When you fire two interviewers who didn't even break the rules but only interviewed a guy who supposedly broke a rule, then it's obvious the goal wasn't to enforce rules, but to do damage control on their relationship with the Chinese government.
It was only ambiguous if you dismissed the last line in the comment about Blizzard's rules (which you tried to do). Otherwise, it made sense.

And it looks like you went into this without trying to understand the situation in more than 1 way. Those interviewers not only allowed the interview to go off topic, but they encouraged Blitzchung to say the phrase in Mandarin.
For that they all get a 6 month ban. Sure the initial ban was a bit harsh, but they did at least walk it back.
 

Puiu

TS Evangelist
It was only ambiguous if you dismissed the last line in the comment about Blizzard's rules (which you tried to do). Otherwise, it made sense.

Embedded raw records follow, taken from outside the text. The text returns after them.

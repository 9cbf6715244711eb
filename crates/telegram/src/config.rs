use {
    secrecy::{ExposeSecret, Secret},
    serde::{Deserialize, Serialize},
};

use crate::error::{Error, Result};

/// Environment variable holding the bot token.
pub const TOKEN_ENV: &str = "TELEGRAM_BOT_TOKEN";

/// Configuration for the bot process.
#[derive(Clone, Serialize, Deserialize)]
#[serde(default)]
pub struct TelegramConfig {
    /// Bot token from @BotFather.
    #[serde(serialize_with = "serialize_secret")]
    pub token: Secret<String>,

    /// Long-poll timeout requested from the Bot API (seconds).
    pub poll_timeout_secs: u32,

    /// Upper bound on a single attachment download (seconds).
    pub fetch_timeout_secs: u64,
}

impl std::fmt::Debug for TelegramConfig {
    fn fmt(&self, f: &mut std::fmt::Formatter<'_>) -> std::fmt::Result {
        f.debug_struct("TelegramConfig")
            .field("token", &"[REDACTED]")
            .field("poll_timeout_secs", &self.poll_timeout_secs)
            .field("fetch_timeout_secs", &self.fetch_timeout_secs)
            .finish()
    }
}

fn serialize_secret<S: serde::Serializer>(
    secret: &Secret<String>,
    serializer: S,
) -> std::result::Result<S::Ok, S::Error> {
    serializer.serialize_str(secret.expose_secret())
}

impl Default for TelegramConfig {
    fn default() -> Self {
        Self {
            token: Secret::new(String::new()),
            poll_timeout_secs: 30,
            fetch_timeout_secs: 30,
        }
    }
}

impl TelegramConfig {
    /// Load configuration from the process environment. The token is
    /// required; startup aborts without it.
    pub fn from_env() -> Result<Self> {
        Self::from_lookup(|name| std::env::var(name).ok())
    }

    fn from_lookup(lookup: impl Fn(&str) -> Option<String>) -> Result<Self> {
        let token = lookup(TOKEN_ENV)
            .filter(|token| !token.trim().is_empty())
            .ok_or_else(|| {
                Error::config(format!(
                    "{TOKEN_ENV} is not set (export it or add it to a .env file)"
                ))
            })?;
        Ok(Self {
            token: Secret::new(token),
            ..Self::default()
        })
    }
}

#[allow(clippy::unwrap_used, clippy::expect_used)]
#[cfg(test)]
mod tests {
    use super::*;

    #[test]
    fn missing_token_is_a_config_error() {
        let err = TelegramConfig::from_lookup(|_| None).unwrap_err();
        assert!(matches!(err, Error::Config { .. }));
    }

    #[test]
    fn blank_token_is_a_config_error() {
        let err = TelegramConfig::from_lookup(|_| Some("   ".into())).unwrap_err();
        assert!(matches!(err, Error::Config { .. }));
    }

    #[test]
    fn token_is_read_from_the_environment() {
        let cfg = TelegramConfig::from_lookup(|name| {
            (name == TOKEN_ENV).then(|| "123:ABC".to_string())
        })
        .unwrap();
        assert_eq!(cfg.token.expose_secret(), "123:ABC");
        assert_eq!(cfg.poll_timeout_secs, 30);
    }

    #[test]
    fn debug_redacts_the_token() {
        let cfg = TelegramConfig {
            token: Secret::new("123:ABC".into()),
            ..Default::default()
        };
        let debug = format!("{cfg:?}");
        assert!(debug.contains("[REDACTED]"));
        assert!(!debug.contains("123:ABC"));
    }

    #[test]
    fn serialize_roundtrip() {
        let cfg = TelegramConfig {
            token: Secret::new("tok".into()),
            poll_timeout_secs: 10,
            ..Default::default()
        };
        let json = serde_json::to_string(&cfg).unwrap();
        let cfg2: TelegramConfig = serde_json::from_str(&json).unwrap();
        assert_eq!(cfg2.token.expose_secret(), "tok");
        assert_eq!(cfg2.poll_timeout_secs, 10);
    }
}
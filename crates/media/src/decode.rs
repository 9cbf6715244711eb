use {
    image::{DynamicImage, ImageFormat},
    tracing::debug,
};

use crate::error::{Error, Result};

/// Formats the registry accepts. Mirrors the codec features compiled into
/// the `image` dependency.
pub const SUPPORTED_FORMATS: &[ImageFormat] = &[
    ImageFormat::Jpeg,
    ImageFormat::Png,
    ImageFormat::Gif,
    ImageFormat::WebP,
    ImageFormat::Bmp,
];

/// Outcome of running bytes through the decoder registry.
#[derive(Debug)]
pub enum DecodeOutcome {
    /// The bytes carried a supported signature and decoded cleanly.
    Decoded(DynamicImage),
    /// No supported format signature matched.
    UnsupportedFormat,
}

/// Detect the image format from the leading magic bytes.
#[must_use]
pub fn sniff_format(data: &[u8]) -> Option<ImageFormat> {
    let format = image::guess_format(data).ok()?;
    SUPPORTED_FORMATS.contains(&format).then_some(format)
}

/// Decode image bytes, dispatching on the sniffed format.
///
/// An unrecognized signature yields [`DecodeOutcome::UnsupportedFormat`];
/// recognized but corrupt data is an [`Error::Decode`].
pub fn decode(data: &[u8]) -> Result<DecodeOutcome> {
    let Some(format) = sniff_format(data) else {
        return Ok(DecodeOutcome::UnsupportedFormat);
    };
    debug!(?format, bytes = data.len(), "decoding image");
    let raster = image::load_from_memory_with_format(data, format).map_err(Error::Decode)?;
    Ok(DecodeOutcome::Decoded(raster))
}
use {
    anyhow::Context,
    clap::Parser,
    swatchbot_telegram::TelegramConfig,
    tokio_util::sync::CancellationToken,
    tracing::info,
    tracing_subscriber::{EnvFilter, fmt, layer::SubscriberExt, util::SubscriberInitExt},
};

#[derive(Parser)]
#[command(
    name = "swatchbot",
    about = "Telegram bot that replies to images with their average color swatch"
)]
struct Cli {
    /// Log level (trace, debug, info, warn, error).
    #[arg(long, default_value = "info")]
    log_level: String,

    /// Output logs as JSON instead of human-readable.
    #[arg(long, default_value_t = false)]
    json_logs: bool,
}

/// Initialise tracing; `RUST_LOG` overrides the `--log-level` flag.
fn init_telemetry(cli: &Cli) {
    let filter =
        EnvFilter::try_from_default_env().unwrap_or_else(|_| EnvFilter::new(&cli.log_level));

    let registry = tracing_subscriber::registry().with(filter);

    if cli.json_logs {
        registry
            .with(fmt::layer().json().with_target(true).with_thread_ids(false))
            .init();
    } else {
        registry
            .with(
                fmt::layer()
                    .with_target(false)
                    .with_thread_ids(false)
                    .with_ansi(true),
            )
            .init();
    }
}

#[tokio::main]
async fn main() -> anyhow::Result<()> {
    dotenvy::dotenv().ok();
    let cli = Cli::parse();
    init_telemetry(&cli);

    info!(version = env!("CARGO_PKG_VERSION"), "swatchbot starting");

    let config = TelegramConfig::from_env().context("loading configuration")?;

    let cancel = CancellationToken::new();
    let shutdown = cancel.clone();
    tokio::spawn(async move {
        if tokio::signal::ctrl_c().await.is_ok() {
            info!("shutdown requested");
            shutdown.cancel();
        }
    });

    swatchbot_telegram::bot::run(config, cancel)
        .await
        .context("running telegram bot")?;
    Ok(())
}
use {
    async_trait::async_trait,
    teloxide::{
        payloads::SendPhotoSetters,
        prelude::*,
        types::{ChatId, InputFile},
    },
    tracing::info,
};

use crate::error::{Error, Result};

/// Declared filename for the in-memory photo upload.
const SWATCH_FILENAME: &str = "swatch.jpg";

/// Preview bytes plus hex caption, addressed to one chat.
#[derive(Debug, Clone)]
pub struct OutboundReply {
    pub photo: Vec<u8>,
    pub caption: String,
}

/// Delivers replies to the originating user.
#[async_trait]
pub trait ReplySink: Send + Sync {
    async fn send(&self, chat_id: ChatId, reply: OutboundReply) -> Result<()>;
}

/// Outbound sender backed by the Bot API.
pub struct TelegramOutbound {
    bot: Bot,
}

impl TelegramOutbound {
    #[must_use]
    pub fn new(bot: Bot) -> Self {
        Self { bot }
    }
}

#[async_trait]
impl ReplySink for TelegramOutbound {
    async fn send(&self, chat_id: ChatId, reply: OutboundReply) -> Result<()> {
        let bytes = reply.photo.len();
        let caption_len = reply.caption.len();
        let input = InputFile::memory(reply.photo).file_name(SWATCH_FILENAME);
        self.bot
            .send_photo(chat_id, input)
            .caption(reply.caption)
            .await
            .map_err(|source| Error::Send { source })?;
        info!(chat_id = chat_id.0, bytes, caption_len, "sent swatch reply");
        Ok(())
    }
}
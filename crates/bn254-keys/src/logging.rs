// Copyright (c) 2021-2024 Espresso Systems (espressosys.com)
// This file is part of the bls-keygen repository.

// You should have received a copy of the MIT License
// along with the bls-keygen repository. If not, see <https://mit-license.org/>.

//! Helper functions for logging

use std::sync::Once;

use tracing_subscriber::EnvFilter;

/// A `Once` instance to ensure that logging is only initialized once.
static LOGGING_INITIALIZED: Once = Once::new();

/// Install a `tracing` subscriber writing to stderr.
///
/// The filter comes from `RUST_LOG`. Set `RUST_LOG_FORMAT=json` for JSON lines.
pub fn setup_logging() {
    LOGGING_INITIALIZED.call_once(|| {
        if std::env::var("RUST_LOG_FORMAT") == Ok("json".to_string()) {
            tracing_subscriber::fmt()
                .with_env_filter(EnvFilter::from_default_env())
                .with_writer(std::io::stderr)
                .json()
                .init();
        } else {
            tracing_subscriber::fmt()
                .with_env_filter(EnvFilter::from_default_env())
                .with_writer(std::io::stderr)
                .init();
        }
    });
}
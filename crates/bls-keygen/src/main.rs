// Copyright (c) 2021-2024 Espresso Systems (espressosys.com)
// This file is part of the bls-keygen repository.

// You should have received a copy of the MIT License
// along with the bls-keygen repository. If not, see <https://mit-license.org/>.

//! Derive a BN254 BLS public key from a decimal scalar and write the verifier configuration
use std::{path::PathBuf, process::ExitCode};

use anyhow::{ensure, Context, Result};
use bn254_keys::{
    generate_key_pair, logging::setup_logging, BlsConfig, PrivateKey, DEFAULT_OUTPUT_PATH,
};
use clap::Parser;
use tracing::{error, info};

/// The command line arguments for the key generator
#[derive(Parser, Debug)]
#[command(version, about)]
struct Args {
    /// The private scalar, as a decimal integer
    #[arg(allow_negative_numbers = true)]
    scalar: String,

    /// Where to write the JSON configuration
    #[arg(short, long, env = "BLS_CONFIG_OUTPUT", default_value = DEFAULT_OUTPUT_PATH)]
    output: PathBuf,

    /// Print the configuration to stdout instead of writing a file
    #[arg(long, conflicts_with = "check")]
    stdout: bool,

    /// After writing, read the file back and check it holds the derived key
    #[arg(long)]
    check: bool,
}

fn main() -> ExitCode {
    setup_logging();
    match run(Args::parse()) {
        Ok(()) => ExitCode::SUCCESS,
        Err(e) => {
            error!("{e:#}");
            ExitCode::FAILURE
        }
    }
}

/// Parse the scalar, derive the public key and write or print its configuration.
fn run(args: Args) -> Result<()> {
    let sk = PrivateKey::from_decimal(&args.scalar).context("Failed to parse private scalar")?;
    let pk = generate_key_pair(&sk);
    let config = BlsConfig::from(&pk);

    if args.stdout {
        print!("{}", config.to_json()?);
        return Ok(());
    }

    config
        .write_to(&args.output)
        .with_context(|| format!("Failed to write {}", args.output.display()))?;

    if args.check {
        let written = BlsConfig::read_from(&args.output)
            .and_then(|c| c.to_public_key())
            .with_context(|| format!("Failed to read back {}", args.output.display()))?;
        ensure!(
            written == pk,
            "{} does not hold the derived public key",
            args.output.display()
        );
        info!("configuration verified");
    }
    Ok(())
}

#[cfg(test)]
mod tests {
    use clap::CommandFactory;

    use super::*;

    #[test]
    fn args_are_well_formed() {
        Args::command().debug_assert();
    }

    #[test]
    fn negative_scalar_is_positional() {
        let args = Args::try_parse_from(["bls-keygen", "-5", "--stdout"]).unwrap();
        assert_eq!(args.scalar, "-5");
        assert!(args.stdout);
    }

    #[test]
    fn stdout_and_check_conflict() {
        assert!(Args::try_parse_from(["bls-keygen", "1", "--stdout", "--check"]).is_err());
    }

    #[test]
    fn writes_and_checks_output() {
        let dir = tempfile::tempdir().expect("Could not create temp dir");
        let output = dir.path().join("BLSConfig.json");
        let args = Args::try_parse_from([
            "bls-keygen",
            "31337",
            "--check",
            "--output",
            output.to_str().unwrap(),
        ])
        .unwrap();
        run(args).unwrap();
        assert!(BlsConfig::read_from(&output).is_ok());
    }

    #[test]
    fn rejects_bad_scalar() {
        let args = Args::try_parse_from(["bls-keygen", "not-a-number", "--stdout"]).unwrap();
        assert!(run(args).is_err());
    }

    #[test]
    fn stdout_leaves_no_file_behind() {
        let dir = tempfile::tempdir().expect("Could not create temp dir");
        let output = dir.path().join("BLSConfig.json");
        let args = Args::try_parse_from([
            "bls-keygen",
            "0",
            "--stdout",
            "--output",
            output.to_str().unwrap(),
        ])
        .unwrap();
        run(args).unwrap();
        assert!(!output.exists());
        assert_eq!(std::fs::read_dir(dir.path()).unwrap().count(), 0);

        let args = Args::try_parse_from(["bls-keygen", "7", "--stdout"]).unwrap();
        let output = args.output.clone();
        let existed = output.exists();
        run(args).unwrap();
        assert_eq!(output.exists(), existed);
    }

    #[test]
    fn output_falls_back_to_env_then_default() {
        let command = Args::command();
        let output = command
            .get_arguments()
            .find(|arg| arg.get_id() == "output")
            .unwrap();
        assert_eq!(
            output.get_env(),
            Some(std::ffi::OsStr::new("BLS_CONFIG_OUTPUT"))
        );
        let defaults = output.get_default_values();
        assert_eq!(defaults.len(), 1);
        assert_eq!(defaults[0], DEFAULT_OUTPUT_PATH);
    }
}
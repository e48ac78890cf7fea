// Copyright (c) 2021-2024 Espresso Systems (espressosys.com)
// This file is part of the bls-keygen repository.

// You should have received a copy of the MIT License
// along with the bls-keygen repository. If not, see <https://mit-license.org/>.

//! BLS public keys over BN254
//!
//! A public key is kept in both groups: the G2 point is what a pairing based verifier checks
//! signatures against, the G1 point lets a contract aggregate keys cheaply.

use ark_bn254::{G1Affine, G2Affine};
use ark_ec::{AffineRepr, CurveGroup};
use ark_serialize::{CanonicalDeserialize, CanonicalSerialize};
use tracing::{debug, instrument};

use crate::{
    error::KeyError,
    precompile::{encode_g2, G2_POINT_SIZE},
    scalar::PrivateKey,
};

/// BLS public key, the private scalar times the fixed generator of each group
#[derive(Clone, Copy, Debug, PartialEq, Eq, Hash)]
pub struct PublicKey {
    /// `sk · G1`
    g1: G1Affine,
    /// `sk · G2`
    g2: G2Affine,
}

impl PublicKey {
    /// The public key in G1
    #[must_use]
    pub fn g1(&self) -> &G1Affine {
        &self.g1
    }

    /// The public key in G2
    #[must_use]
    pub fn g2(&self) -> &G2Affine {
        &self.g2
    }

    /// Default byte form of the key: the G2 point in precompile layout
    #[must_use]
    pub fn to_bytes(&self) -> [u8; G2_POINT_SIZE] {
        encode_g2(&self.g2)
    }

    /// Compressed canonical encoding of both points, G1 first
    ///
    /// # Errors
    /// Propagates serialization failures from arkworks.
    pub fn to_compressed_bytes(&self) -> Result<Vec<u8>, KeyError> {
        let mut buf = vec![];
        self.g1.serialize_compressed(&mut buf)?;
        self.g2.serialize_compressed(&mut buf)?;
        Ok(buf)
    }

    /// Inverse of [`PublicKey::to_compressed_bytes`]. Points are checked for curve and
    /// subgroup membership. Whether both points carry the same scalar is not checked.
    ///
    /// # Errors
    /// Returns [`KeyError::Serialization`] on malformed or invalid points.
    pub fn from_compressed_bytes(mut bytes: &[u8]) -> Result<Self, KeyError> {
        let g1 = G1Affine::deserialize_compressed(&mut bytes)?;
        let g2 = G2Affine::deserialize_compressed(&mut bytes)?;
        if !bytes.is_empty() {
            return Err(KeyError::point_format(format!(
                "{} trailing bytes after compressed public key",
                bytes.len()
            )));
        }
        Ok(Self { g1, g2 })
    }

    /// Assemble a public key from points validated elsewhere
    pub(crate) fn from_points(g1: G1Affine, g2: G2Affine) -> Self {
        Self { g1, g2 }
    }
}

impl From<&PrivateKey> for PublicKey {
    fn from(sk: &PrivateKey) -> Self {
        generate_key_pair(sk)
    }
}

/// Derive the public key for `sk` against the standard BN254 generators
#[instrument(skip_all)]
#[must_use]
pub fn generate_key_pair(sk: &PrivateKey) -> PublicKey {
    let scalar = sk.scalar();
    let g1 = (G1Affine::generator() * scalar).into_affine();
    let g2 = (G2Affine::generator() * scalar).into_affine();
    debug!(%g1, %g2, "derived public key");
    PublicKey { g1, g2 }
}

/// A private key together with its public key
#[derive(Clone, Debug)]
pub struct KeyPair {
    /// The private scalar
    sk: PrivateKey,
    /// The derived public key
    pk: PublicKey,
}

impl KeyPair {
    /// Derive the public half from `sk`
    #[must_use]
    pub fn from_private(sk: PrivateKey) -> Self {
        let pk = generate_key_pair(&sk);
        Self { sk, pk }
    }

    /// The private key
    #[must_use]
    pub fn private_key(&self) -> &PrivateKey {
        &self.sk
    }

    /// The public key
    #[must_use]
    pub fn public_key(&self) -> &PublicKey {
        &self.pk
    }
}
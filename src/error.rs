use axum::{
    http::StatusCode,
    response::{IntoResponse, Response},
    Json,
};
use serde_json::json;
use thiserror::Error;

#[derive(Debug, Error)]
pub enum AppError {
    #[error("Configuration error: {0}")]
    Config(String),
    #[error("Internal server error: {0}")]
    Internal(String),
    #[error("Not found: {0}")]
    NotFound(String),
    #[error("Bad request: {0}")]
    BadRequest(String),
    #[error("Service unavailable: {0}")]
    Unavailable(String),
}

impl From<sqlx::Error> for AppError {
    fn from(err: sqlx::Error) -> Self {
        AppError::Internal(err.to_string())
    }
}

impl From<serde_json::Error> for AppError {
    fn from(err: serde_json::Error) -> Self {
        AppError::Internal(err.to_string())
    }
}

impl From<crate::advice::AdviceError> for AppError {
    fn from(err: crate::advice::AdviceError) -> Self {
        AppError::Internal(err.to_string())
    }
}

impl IntoResponse for AppError {
    fn into_response(self) -> Response {
        let (status, error_message) = match self {
            AppError::Config(msg) => (StatusCode::INTERNAL_SERVER_ERROR, msg),
            AppError::Internal(msg) => (StatusCode::INTERNAL_SERVER_ERROR, msg),
            AppError::NotFound(msg) => (StatusCode::NOT_FOUND, msg),
            AppError::BadRequest(msg) => (StatusCode::BAD_REQUEST, msg),
            AppError::Unavailable(msg) => (StatusCode::SERVICE_UNAVAILABLE, msg),
        };

        let body = Json(json!({
            "error": error_message,
        }));

        (status, body).into_response()
    }
}
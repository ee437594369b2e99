//! Mock advice source for testing without network calls.

use super::{AdviceError, AdviceSource};
use crate::domain::ClosedTrade;
use crate::engine::Summary;
use async_trait::async_trait;

/// Mock advice source that returns a predefined message or error.
#[derive(Debug, Clone)]
pub struct MockAdviceSource {
    message: String,
    error: Option<AdviceError>,
}

impl MockAdviceSource {
    /// Create a new mock advice source with a canned message.
    pub fn new(message: impl Into<String>) -> Self {
        Self {
            message: message.into(),
            error: None,
        }
    }

    /// Make every call fail with the given error.
    pub fn with_error(mut self, error: AdviceError) -> Self {
        self.error = Some(error);
        self
    }
}

impl Default for MockAdviceSource {
    fn default() -> Self {
        Self::new("甘えるな。ロットを落として出直せ。")
    }
}

#[async_trait]
impl AdviceSource for MockAdviceSource {
    async fn generate_advice(
        &self,
        _summary: &Summary,
        _recent_trades: &[ClosedTrade],
    ) -> Result<String, AdviceError> {
        if let Some(error) = &self.error {
            return Err(error.clone());
        }
        Ok(self.message.clone())
    }
}
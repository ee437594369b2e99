//! Domain types for the trade journal.
//!
//! This module provides:
//! - Domain primitives: Symbol, Side, Action
//! - Ledger entities: OpenPosition and ClosedTrade with identity keys
//! - Timestamp helpers for the two-digit-year broker log format

pub mod datetime;
pub mod primitives;
pub mod trade;

pub use datetime::{date_key, epoch_ms, humanize_ms, parse_log_datetime};
pub use primitives::{Action, Side, Symbol};
pub use trade::{ClosedTrade, OpenPosition};
use axum::extract::State;
use axum::http::header;
use axum::response::IntoResponse;
use axum::Json;
use serde::{Deserialize, Serialize};

use super::AppState;
use crate::domain::ClosedTrade;
use crate::error::AppError;

const CSV_HEADER: [&str; 14] = [
    "tradeKey",
    "symbol",
    "side",
    "size",
    "entryPrice",
    "exitPrice",
    "entryAt",
    "exitAt",
    "pips",
    "plText",
    "hold",
    "ticketOpen",
    "ticketClose",
    "tags",
];

#[derive(Debug, Serialize)]
#[serde(rename_all = "camelCase")]
pub struct TradesResponse {
    pub trades: Vec<TradeDto>,
    pub total: usize,
}

#[derive(Debug, Serialize)]
#[serde(rename_all = "camelCase")]
pub struct TradeDto {
    pub trade_key: String,
    #[serde(flatten)]
    pub trade: ClosedTrade,
}

#[derive(Debug, Deserialize)]
#[serde(rename_all = "camelCase")]
pub struct DeleteTradesRequest {
    pub keys: Vec<String>,
}

#[derive(Debug, Serialize)]
#[serde(rename_all = "camelCase")]
pub struct DeleteTradesResponse {
    pub deleted: u64,
}

#[derive(Debug, Deserialize)]
#[serde(rename_all = "camelCase")]
pub struct UpdateTagsRequest {
    pub keys: Vec<String>,
    pub tags: Vec<String>,
}

#[derive(Debug, Serialize)]
#[serde(rename_all = "camelCase")]
pub struct UpdateTagsResponse {
    pub updated: u64,
}

/// All trades in the ledger, in merge order, each with its identity key so
/// callers can address rows for deletion or tagging.
pub async fn list_trades(State(state): State<AppState>) -> Result<Json<TradesResponse>, AppError> {
    let trades = state.repo.list_trades().await?;
    let total = trades.len();
    let dtos = trades
        .into_iter()
        .map(|trade| TradeDto {
            trade_key: trade.identity_key(),
            trade,
        })
        .collect();

    Ok(Json(TradesResponse {
        trades: dtos,
        total,
    }))
}

pub async fn delete_trades(
    State(state): State<AppState>,
    Json(request): Json<DeleteTradesRequest>,
) -> Result<Json<DeleteTradesResponse>, AppError> {
    if request.keys.is_empty() {
        return Err(AppError::BadRequest("keys must not be empty".into()));
    }
    let deleted = state.repo.delete_trades(&request.keys).await?;
    Ok(Json(DeleteTradesResponse { deleted }))
}

/// Replace the tag set on the selected trades.
pub async fn update_tags(
    State(state): State<AppState>,
    Json(request): Json<UpdateTagsRequest>,
) -> Result<Json<UpdateTagsResponse>, AppError> {
    if request.keys.is_empty() {
        return Err(AppError::BadRequest("keys must not be empty".into()));
    }
    let updated = state.repo.update_tags(&request.keys, &request.tags).await?;
    Ok(Json(UpdateTagsResponse { updated }))
}

/// Download the ledger as CSV. Tags are joined with `;` inside one column.
pub async fn export_trades(State(state): State<AppState>) -> Result<impl IntoResponse, AppError> {
    let trades = state.repo.list_trades().await?;

    let mut writer = csv::Writer::from_writer(Vec::new());
    writer
        .write_record(CSV_HEADER)
        .map_err(|e| AppError::Internal(e.to_string()))?;
    for trade in &trades {
        writer
            .write_record(trade_record(trade))
            .map_err(|e| AppError::Internal(e.to_string()))?;
    }
    let bytes = writer
        .into_inner()
        .map_err(|e| AppError::Internal(e.to_string()))?;
    let body = String::from_utf8(bytes).map_err(|e| AppError::Internal(e.to_string()))?;

    Ok((
        [
            (header::CONTENT_TYPE, "text/csv; charset=utf-8"),
            (
                header::CONTENT_DISPOSITION,
                "attachment; filename=\"trades.csv\"",
            ),
        ],
        body,
    ))
}

fn trade_record(trade: &ClosedTrade) -> Vec<String> {
    let fmt_num = |v: Option<f64>| v.map(|n| n.to_string()).unwrap_or_default();
    let fmt_at = |v: Option<chrono::NaiveDateTime>| {
        v.map(|t| t.format("%Y-%m-%d %H:%M:%S").to_string())
            .unwrap_or_default()
    };

    vec![
        trade.identity_key(),
        trade.symbol.as_str().to_string(),
        trade.side.to_string(),
        trade.size.to_string(),
        fmt_num(trade.entry_price),
        fmt_num(trade.exit_price),
        fmt_at(trade.entry_at),
        fmt_at(trade.exit_at),
        fmt_num(trade.pips),
        trade.pl_text.clone().unwrap_or_default(),
        trade.hold.clone().unwrap_or_default(),
        trade.ticket_open.clone().unwrap_or_default(),
        trade.ticket_close.clone().unwrap_or_default(),
        trade.tags.join(";"),
    ]
}
//! Daily P&L aggregation for the calendar view.

use crate::domain::{date_key, ClosedTrade};
use std::collections::BTreeMap;

/// Sum monetary P&L per exit day, keyed `YYYY-MM-DD`. Trades without an
/// exit timestamp or without pips are skipped.
pub fn daily_pl(trades: &[ClosedTrade]) -> BTreeMap<String, f64> {
    let mut days: BTreeMap<String, f64> = BTreeMap::new();
    for trade in trades {
        if let (Some(exit_at), Some(pips)) = (trade.exit_at, trade.pips) {
            *days.entry(date_key(exit_at)).or_default() += pips * trade.size * 100.0;
        }
    }
    days
}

And it looks like you went into this without trying to understand the situation in more than 1 way. Those interviewers not only allowed the interview to go off topic, but they encouraged Blitzchung to say the phrase in Mandarin.
For that they all get a 6 month ban. Sure the initial ban was a bit harsh, but they did at least walk it back.
The only reason why they "walked back" was because it became a nightmare for their PR team otherwise they don't care at all. The initial ban wasn't "harsh", it was intentionally made like that to set an example for anyone who went against the Chinese overlords backing them.
Their hypocritical apology at Blizzcon proves this. They never banned LGBT discussions or jabs at other countries (he even walked to give the speech an LGBT pin on his chest"), but Hong Kong discussions suddenly require the mighty ban hammer to be used? That's BS. They freaking apologized for baning them too quickly, not for baning them at all.
 

m4a4

TS Evangelist
They never banned LGBT discussions or jabs at other countries (he even walked to give the speech an LGBT pin on his chest"), but Hong Kong discussions suddenly require the mighty ban hammer to be used? That's BS. They freaking apologized for baning them too quickly, not for baning them at all.
Source this from the Grandmasters tournament. Otherwise, I don't care for your claims.
 

Puiu

TS Evangelist
Source this from the Grandmasters tournament. Otherwise, I don't care for your claims.
I'm sorry, are we limiting ourselves now to just 1 event? Is that how it works?
I don't have time to search for more things so here, taken from reddit:
ayi_KK-zn_RE0WUFwXUh20B7eZdpiZKsWw8KFos6Aas.jpg
 

ZedRM

TS Member
Why argue about these things? The crux of the issue is that Blizzard took sides in a political issue and then issued an unfair and wildly inappropriate penalty to parties that didn't deserve it. Blizzard made a d-bag move and mistake. They need to face the consequences for it. Turning this situation which has nothing to do with the LGBT movement into something that involves same is a textbook example of special-snowflaking.